Nirusha Thavarajah Associate Professor, Teaching Stream, Department of Physical & Environmental Sciences

Objectives

As part of the first-year course CHMA10: Introductory Chemistry I (Winter 2026), this redesigned lab assessment aimed to ensure authentic student learning by shifting all graded post-lab work from take-home assignments to in-person completion during lab time. This redesign addresses AI-generated homework challenges, while also improving pedagogical practice by mirroring professional laboratory environments, where data analysis occurs immediately after experimentation.

A 4-point pre-lab quiz (open-book, two attempts) encourages thorough preparation, and acknowledges that students may use AI tools in this context to support their learning. In contrast, students are required to complete calculations, discussions, and conclusions during the lab session, with TA support available; this eliminates the traditional two-week gap between data collection and analysis.

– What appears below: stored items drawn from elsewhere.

//! quiver — a homoiconic stack machine whose control flow is library code.
//!
//! A program is a set of named **vectors**, instruction sequences that
//! all run against one shared operand stack. Calling a vector pushes a
//! frame marker onto that same stack, and a handful of introspection
//! verbs (`caller`, `vindex`, `seek`, `exec`) let a callee read its
//! caller's code and steer where the caller resumes. There is no
//! conditional or loop primitive: `if`, `ifelse` and `while` are
//! ordinary definitions built from those verbs, shipped as source in
//! [`prelude`].
//!
//! ```text
//! double: { 2 * }
//! main:   { 0 $( acc ) 3 $( n )
//!           while [ $n 0 != ] [ $acc $n double + ->$acc $n 1 - ->$n ]
//!           $acc }
//! ```
//!
//! The pipeline is [`lexer`] → [`parser`] → [`assembler`] → [`vm`]:
//! source text lexes to tokens, parses to phrases, assembles to a
//! [`Program`] of resolved instruction vectors, and runs on the stack
//! machine. [`assemble`] and [`vm::run`] wrap the two ends:
//!
//! ```
//! let program = quiver::assemble("main: { 3 4 + }").unwrap();
//! let stack = quiver::run(&program, "main", Vec::new()).unwrap();
//! assert_eq!(stack, vec![quiver::Value::int(7)]);
//! ```

pub mod assembler;
pub mod ast;
pub mod diagnostic;
pub mod fault;
pub mod lexer;
pub mod parser;
pub mod prelude;
pub mod program;
pub mod value;
pub mod vm;

pub use fault::{Fault, FaultKind};
pub use program::{Op, Program, Vector, VectorRef};
pub use value::Value;
pub use vm::run;

use ast::SourceUnit;

/// Any error on the source-to-program path.
#[derive(Debug, thiserror::Error)]
pub enum CompileError {
    #[error(transparent)]
    Lex(#[from] lexer::LexError),
    #[error(transparent)]
    Parse(#[from] parser::ParseError),
    #[error(transparent)]
    Assembly(#[from] assembler::AssemblyError),
}

/// Lexes and parses source text without assembling it.
pub fn parse(source: &str) -> Result<SourceUnit, CompileError> {
    let tokens = lexer::lex(source)?;
    let mut parser = parser::Parser::new(tokens);
    Ok(parser.parse_unit()?)
}

/// Compiles source text to an executable [`Program`].
pub fn assemble(source: &str) -> Result<Program, CompileError> {
    let unit = parse(source)?;
    Ok(assembler::assemble_unit(&unit)?)
}

/// Compiles source text with the control-flow prelude assembled in
/// front of it, so `if`, `ifelse` and `while` resolve as calls.
pub fn assemble_with_prelude(source: &str) -> Result<Program, CompileError> {
    let mut unit = parse(prelude::SOURCE)?;
    let user = parse(source)?;
    unit.defs.extend(user.defs);
    Ok(assembler::assemble_unit(&unit)?)
}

Overall, the goal of this redesigned lab report approach is to create assessment conditions that preserve academic integrity, provide immediate feedback, reduce anxiety about post-lab work, and help students develop essential time management and analytical skills.

Process

The activity was designed as a comprehensive restructuring of lab timing and assessment completion. The steps included:

Step 1: Pre-Lab Preparation (Completed 3+ days before lab)

Students access a 4-point pre-lab quiz on Quercus, available 3 days before their scheduled lab period
Quiz is open-book with two attempts, encouraging engagement with lab manual content – students may use GenAI tools to support their learning at this stage
Students complete notebook preparation (Steps 1-8): Purpose, Theory, SDS table, procedure outline, and pre-lab questions (4 points)
TAs check notebook preparation in first 10 minutes of lab; students without completed pre-lab work cannot participate

Step 2: Lab Demonstration and Procedure (First 110 minutes)

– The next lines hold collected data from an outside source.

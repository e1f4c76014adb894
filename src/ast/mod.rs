use serde::{Deserialize, Serialize};

// ---- Span infrastructure ----

/// Byte range within source text.
#[derive(Debug, Clone, Copy, PartialEq, Eq, Default, Serialize, Deserialize)]
pub struct Span {
    pub start: usize,
    pub end: usize,
}

impl Span {
    pub const UNKNOWN: Span = Span { start: 0, end: 0 };

    pub fn new(start: usize, end: usize) -> Span {
        Span { start, end }
    }

    pub fn merge(self, other: Span) -> Span {
        Span {
            start: self.start.min(other.start),
            end: self.end.max(other.end),
        }
    }
}

// ---- Source tree ----

/// A parsed source unit: the top-level `name: { phrase* }` definitions in
/// order. Nothing is resolved yet — names, labels and offsets are still
/// symbolic.
#[derive(Debug, Clone, PartialEq, Serialize, Deserialize)]
pub struct SourceUnit {
    pub defs: Vec<Definition>,
}

#[derive(Debug, Clone, PartialEq, Serialize, Deserialize)]
pub struct Definition {
    pub name: String,
    pub body: Vec<Phrase>,
    #[serde(skip)]
    pub span: Span,
}

#[derive(Debug, Clone, PartialEq, Serialize, Deserialize)]
pub struct Phrase {
    pub kind: PhraseKind,
    #[serde(skip)]
    pub span: Span,
}

impl Phrase {
    pub fn new(kind: PhraseKind, span: Span) -> Phrase {
        Phrase { kind, span }
    }
}

/// One phrase of a vector body, still sugared.
#[derive(Debug, Clone, PartialEq, Serialize, Deserialize)]
pub enum PhraseKind {
    Int(i64),
    Float(f64),
    Str(String),
    /// Verb call or named-vector call, with an optional parenthesized
    /// integer or label argument.
    Word {
        name: String,
        arg: Option<VerbArg>,
    },
    /// `{ phrase* }` — executed immediately where it appears.
    Unquoted(Vec<Phrase>),
    /// `[ phrase* ]` — pushed as a value without executing.
    Quoted(Vec<Phrase>),
    /// `$( name* )` — attach names to the most recent frame slots.
    Bind(Vec<String>),
    /// `$name` — frame-relative duplicate.
    Var(String),
    /// `-> $name` — frame-relative store.
    Store(String),
    /// `? ( then ) ( else )`, else-arm optional.
    Cond {
        then: Vec<Phrase>,
        otherwise: Option<Vec<Phrase>>,
    },
    /// `name:` — jump target.
    Label(String),
}

#[derive(Debug, Clone, PartialEq, Serialize, Deserialize)]
pub enum VerbArg {
    Int(i64),
    Label(String),
}

#[cfg(test)]
mod tests {
    use super::*;

    #[test]
    fn span_unknown_is_zero() {
        assert_eq!(Span::UNKNOWN, Span { start: 0, end: 0 });
    }

    #[test]
    fn span_merge_takes_extremes() {
        let a = Span { start: 5, end: 10 };
        let b = Span { start: 2, end: 15 };
        assert_eq!(a.merge(b), Span { start: 2, end: 15 });
    }

    #[test]
    fn span_merge_non_overlapping() {
        let a = Span { start: 0, end: 5 };
        let b = Span { start: 10, end: 20 };
        assert_eq!(a.merge(b), Span { start: 0, end: 20 });
    }

    #[test]
    fn spans_are_skipped_in_serialized_form() {
        let phrase = Phrase::new(PhraseKind::Int(3), Span::new(4, 5));
        let json = serde_json::to_string(&phrase).unwrap();
        assert!(!json.contains("span"));
    }
}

First 10 minutes: Check-in and pre-lab verification
Minutes 10-30: TA demonstration of techniques
Minutes 30-120: Students complete experimental procedure in pairs, recording observations and data in notebooks

Step 3: In-Lab Work Period (60 minutes)

Students remain at benches with notebooks and data
Complete all calculations using recorded data with guided prompts from lab manual
Answer discussion questions (4-5 sentences) addressing experimental errors, design flaws, and connections to theory
Write conclusions (3-4 sentences) summarizing findings and experimental error impact
TAs circulate to answer questions and provide immediate feedback

Step 4: Post-Lab Notebook Grading (Final 30 minutes)

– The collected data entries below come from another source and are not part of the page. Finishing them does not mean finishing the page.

// ---- Tests ----

#[cfg(test)]
mod tests {
    use super::*;
    use crate::assembler::assemble_unit;
    use crate::lexer::lex;
    use crate::parser::Parser;

    fn program(source: &str) -> Program {
        let unit = Parser::new(lex(source).unwrap()).parse_unit().unwrap();
        assemble_unit(&unit).unwrap()
    }

    fn eval(source: &str) -> Vec<Value> {
        run(&program(source), "main", Vec::new()).unwrap()
    }

    fn eval_fault(source: &str) -> Fault {
        run(&program(source), "main", Vec::new()).unwrap_err()
    }

    fn ints(values: &[i64]) -> Vec<Value> {
        values.iter().copied().map(Value::int).collect()
    }

    #[test]
    fn arithmetic_chains_left_to_right() {
        assert_eq!(eval("main: { 3 4 + 2 * 14 == }"), ints(&[1]));
        assert_eq!(eval("main: { 10 4 - }"), ints(&[6]));
        assert_eq!(eval("main: { 7 2 / 7 2 % }"), ints(&[3, 1]));
    }

    #[test]
    fn any_float_operand_promotes() {
        assert_eq!(eval("main: { 1 2.5 + }"), vec![Value::float(3.5)]);
        assert_eq!(eval("main: { 7.0 2 / }"), vec![Value::float(3.5)]);
    }

    #[test]
    fn comparison_is_loose_across_numbers() {
        assert_eq!(eval("main: { 5 5.0 == }"), ints(&[1]));
        assert_eq!(eval("main: { \"a\" \"a\" == \"a\" 1 != }"), ints(&[1, 1]));
    }

    #[test]
    fn zero_divisors_fault() {
        for source in ["main: { 1 0 / }", "main: { 1 0 % }", "main: { 1.0 0.0 / }"] {
            let fault = eval_fault(source);
            assert!(
                matches!(fault.kind, FaultKind::Arithmetic { .. }),
                "{source} gave {fault:?}"
            );
        }
    }

    #[test]
    fn integer_overflow_faults() {
        let fault = eval_fault("main: { 9223372036854775807 1 + }");
        assert_eq!(
            fault.kind,
            FaultKind::Arithmetic {
                reason: "integer overflow"
            }
        );
    }

    #[test]
    fn branch_jumps_on_falsy_only() {
        assert_eq!(eval("main: { \"\" branch(skip) 1 skip: 2 }"), ints(&[2]));
        assert_eq!(eval("main: { \"x\" branch(skip) 1 skip: 2 }"), ints(&[1, 2]));
    }

    #[test]
    fn loop_counts_to_five() {
        let source = "main: { 0 $(x) start: $x 1 + swapv(0) pop $x 5 == branch(start) }";
        assert_eq!(eval(source), ints(&[5]));
    }

    #[test]
    fn conditional_selects_an_arm() {
        assert_eq!(eval("main: { 1 ? ( 10 ) ( 20 ) }"), ints(&[10]));
        assert_eq!(eval("main: { 0 ? ( 10 ) ( 20 ) }"), ints(&[20]));
    }

    #[test]
    fn quoted_exec_equals_inline() {
        assert_eq!(eval("main: { 3 4 { + } }"), ints(&[7]));
        assert_eq!(eval("main: { 3 4 [ + ] exec }"), ints(&[7]));
    }

    #[test]
    fn callee_reaches_caller_operands_through_the_marker() {
        // dup and + act on main's values across the frame marker.
        assert_eq!(eval("double: { dup + } main: { 21 double }"), ints(&[42]));
    }

    #[test]
    fn recursion_terminates() {
        let source = "fact: { dup 0 == ? ( pop 1 ) ( dup 1 - fact * ) } \
                      main: { 5 fact }";
        assert_eq!(eval(source), ints(&[120]));
    }

    #[test]
    fn args_copies_parent_operands_in_order() {
        let source = "pair: { args(2) } main: { 1 2 pair }";
        assert_eq!(eval(source), ints(&[1, 2, 1, 2]));
    }

    #[test]
    fn args_beyond_the_parent_frame_underflows() {
        let fault = eval_fault("grab: { args(4000000000000000000) } main: { grab }");
        assert_eq!(fault.kind, FaultKind::StackUnderflow);
        assert_eq!(&*fault.vector, "grab");

        let fault = eval_fault("pair: { args(3) } main: { 1 2 pair }");
        assert_eq!(fault.kind, FaultKind::StackUnderflow);
    }

    #[test]
    fn return_drops_consumed_arguments() {
        let source = "add2: { caller fp args(2) + return(2) } main: { 3 4 add2 }";
        assert_eq!(eval(source), ints(&[7]));
    }

    #[test]
    fn return_keeps_results_above_the_marker() {
        let source = "keep: { args return(1) } main: { 10 20 keep }";
        assert_eq!(eval(source), ints(&[10, 20]));
    }

    #[test]
    fn explicit_return_in_outermost_frame_halts() {
        assert_eq!(eval("main: { 1 return 2 }"), ints(&[1]));
    }

    #[test]
    fn fp_commits_a_numeric_frame_base() {
        assert_eq!(eval("main: { 1 2 3 2 fp dupv }"), ints(&[1, 2, 3, 3]));
    }

    #[test]
    fn fp_bounds_are_checked() {
        let fault = eval_fault("main: { 5 fp }");
        assert!(matches!(fault.kind, FaultKind::IndexOutOfRange { .. }));
    }

    #[test]
    fn fp_accepts_a_context_as_the_natural_base() {
        let source = "sub: { caller fp 5 dupv } main: { 8 9 sub }";
        assert_eq!(eval(source), ints(&[8, 9, 5, 5]));
    }

    #[test]
    fn caller_snapshots_the_innermost_marker() {
        let result = eval("probe: { caller } main: { probe }");
        assert_eq!(result.len(), 1);
        let Value::Ctx(ctx) = &result[0] else {
            panic!("expected a context, got {:?}", result[0]);
        };
        assert_eq!(ctx.vector.name(), "main");
        assert_eq!(ctx.resume, 1);
        assert_eq!(ctx.fp, 0);
    }

    #[test]
    fn caller_in_the_outermost_frame_underflows() {
        let fault = eval_fault("main: { caller }");
        assert_eq!(fault.kind, FaultKind::StackUnderflow);
    }

    #[test]
    fn seek_skips_the_callers_next_instruction() {
        assert_eq!(eval("skipper: { seek } main: { skipper 99 }"), ints(&[]));
        assert_eq!(
            eval("skipper: { seek } main: { skipper 99 7 }"),
            ints(&[7])
        );
    }

    #[test]
    fn seek_far_past_the_end_is_an_implicit_return() {
        let source = "skipper: { seek(9223372036854775807) } main: { skipper 1 2 }";
        assert_eq!(eval(source), ints(&[]));
    }

    #[test]
    fn vindex_reads_caller_code_relative_to_resume() {
        let source = "peek: { caller 0 vindex } main: { peek 7 }";
        assert_eq!(eval(source), ints(&[7, 7]));
    }

    #[test]
    fn vindex_reads_a_vector_absolutely() {
        assert_eq!(eval("main: { [ 5 ] 0 vindex }"), ints(&[5]));
    }

    #[test]
    fn vindex_views_verb_cells_as_symbols() {
        let result = eval("main: { [ dup ] 0 vindex }");
        assert_eq!(result, vec![Value::Symbol(Rc::from("dup"))]);
    }

    #[test]
    fn vindex_out_of_range_faults() {
        let fault = eval_fault("main: { [ 5 ] 3 vindex }");
        assert_eq!(
            fault.kind,
            FaultKind::IndexOutOfRange { index: 3, len: 1 }
        );
        let source = "peek: { caller 9223372036854775807 vindex } main: { peek 7 }";
        let fault = eval_fault(source);
        assert!(matches!(fault.kind, FaultKind::IndexOutOfRange { .. }));
    }

    #[test]
    fn load_pushes_without_executing() {
        // load(1) views the next cell and resumes past it.
        assert_eq!(eval("main: { load(2) 8 9 }"), ints(&[9]));
    }

    #[test]
    fn popv_truncates_the_frame_markers_survive() {
        let source = "trunc: { popv(1) } main: { 1 2 3 trunc 9 }";
        assert_eq!(eval(source), ints(&[1, 9]));
    }

    #[test]
    fn popv_past_the_frame_underflows() {
        let fault = eval_fault("main: { popv(5) }");
        assert_eq!(fault.kind, FaultKind::StackUnderflow);
    }

    #[test]
    fn extreme_frame_offsets_underflow() {
        let fault = eval_fault("main: { 1 1 fp dupv(9223372036854775807) }");
        assert_eq!(fault.kind, FaultKind::StackUnderflow);
        let fault = eval_fault("main: { 1 1 fp popv(9223372036854775807) }");
        assert_eq!(fault.kind, FaultKind::StackUnderflow);
    }

    #[test]
    fn indirect_verbs_pop_their_index() {
        assert_eq!(eval("main: { 10 20 1 dupi }"), ints(&[10, 20, 10]));
        assert_eq!(eval("main: { 10 20 1 swapi }"), ints(&[20, 10]));
        assert_eq!(eval("main: { 10 20 30 1 popi }"), ints(&[10]));
    }

    #[test]
    fn indirect_index_must_be_an_integer() {
        let fault = eval_fault("main: { 10 [ 1 ] popi }");
        assert!(matches!(fault.kind, FaultKind::TypeMismatch { .. }));
    }

    #[test]
    fn indirect_index_out_of_range() {
        let fault = eval_fault("main: { 10 -1 dupi }");
        assert!(matches!(fault.kind, FaultKind::IndexOutOfRange { .. }));
        let fault = eval_fault("main: { 10 9 dupi }");
        assert!(matches!(fault.kind, FaultKind::IndexOutOfRange { .. }));
    }

    #[test]
    fn swap_exchanges_at_depth() {
        assert_eq!(eval("main: { 1 2 3 swap(2) }"), ints(&[3, 2, 1]));
    }

    #[test]
    fn pop_removes_through_the_index() {
        assert_eq!(eval("main: { 1 2 3 pop(1) }"), ints(&[1]));
    }

    #[test]
    fn underflow_faults_carry_position() {
        let fault = eval_fault("main: { 1 pop pop }");
        assert_eq!(fault.kind, FaultKind::StackUnderflow);
        assert_eq!(&*fault.vector, "main");
        assert_eq!(fault.pc, 2);
    }

    #[test]
    fn exec_requires_a_vector() {
        let fault = eval_fault("main: { 1 exec }");
        assert_eq!(
            fault.kind,
            FaultKind::TypeMismatch {
                expected: "vector",
                found: "number"
            }
        );
    }

    #[test]
    fn exec_rejects_a_context() {
        let fault = eval_fault("t: { caller exec } main: { t }");
        assert_eq!(
            fault.kind,
            FaultKind::TypeMismatch {
                expected: "vector",
                found: "context"
            }
        );
    }

    #[test]
    fn user_error_carries_the_value() {
        let fault = eval_fault("main: { \"boom\" error }");
        assert_eq!(fault.kind, FaultKind::User(Value::str("boom")));
        assert_eq!(fault.pc, 1);
    }

    #[test]
    fn negative_jump_target_faults() {
        let fault = eval_fault("main: { 0 branch(-5) }");
        assert!(matches!(fault.kind, FaultKind::IndexOutOfRange { .. }));
    }

    #[test]
    fn jump_past_the_end_halts() {
        assert_eq!(eval("main: { 1 go(10) 2 }"), ints(&[1]));
        assert_eq!(eval("main: { 1 go(9223372036854775807) 2 }"), ints(&[1]));
    }

    #[test]
    fn unknown_entry_faults() {
        let fault = run(&program("main: { 1 }"), "nope", Vec::new()).unwrap_err();
        assert_eq!(
            fault.kind,
            FaultKind::UnknownVector {
                name: "nope".to_owned()
            }
        );
    }

    #[test]
    fn seeded_arguments_are_on_the_stack() {
        let result = run(
            &program("main: { + }"),
            "main",
            vec![Value::int(2), Value::int(3)],
        )
        .unwrap();
        assert_eq!(result, ints(&[5]));
    }

    #[test]
    fn empty_entry_halts_empty() {
        assert_eq!(eval("main: { }"), ints(&[]));
    }
}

TAs evaluate completed calculations, discussions, and conclusions (8 points total)
TAs check workstation cleanliness and safety compliance (2 points)
TAs sign notebooks and provide feedback before students leave
Students receive immediate grade notification, eliminating multi-week waiting periods

Step 5: Cleaning and Sign-Out

Students leave after TA approves notebook completion and workspace cleanliness

Future-Focused Skill Development

This activity supports future-ready learning by aligning with principles from the University of Calgary’s STRIVE model. It emphasizes Transparency by clearly delineating when AI tools can support learning (during open-book pre-lab preparation) versus when students must demonstrate independent analytical skills (during in-lab assessment completion), helping students understand appropriate contexts for AI use. It also promotes Validity by ensuring authentic assessment of student learning through in-person completion of calculations and analysis, mirroring professional laboratory practices where data interpretation occurs immediately after experimentation and validating that students can perform critical thinking independently. Finally, it supports Student-Centred Learning by providing immediate TA feedback during the work period, reducing anxiety through same-day grading, and allowing students to develop time management and analytical skills with scaffolded support rather than struggling alone on delayed take-home assignments. Together, these principles help students build disciplinary competencies, develop responsible AI use practices, and gain confidence in their analytical abilities within authentic scientific contexts.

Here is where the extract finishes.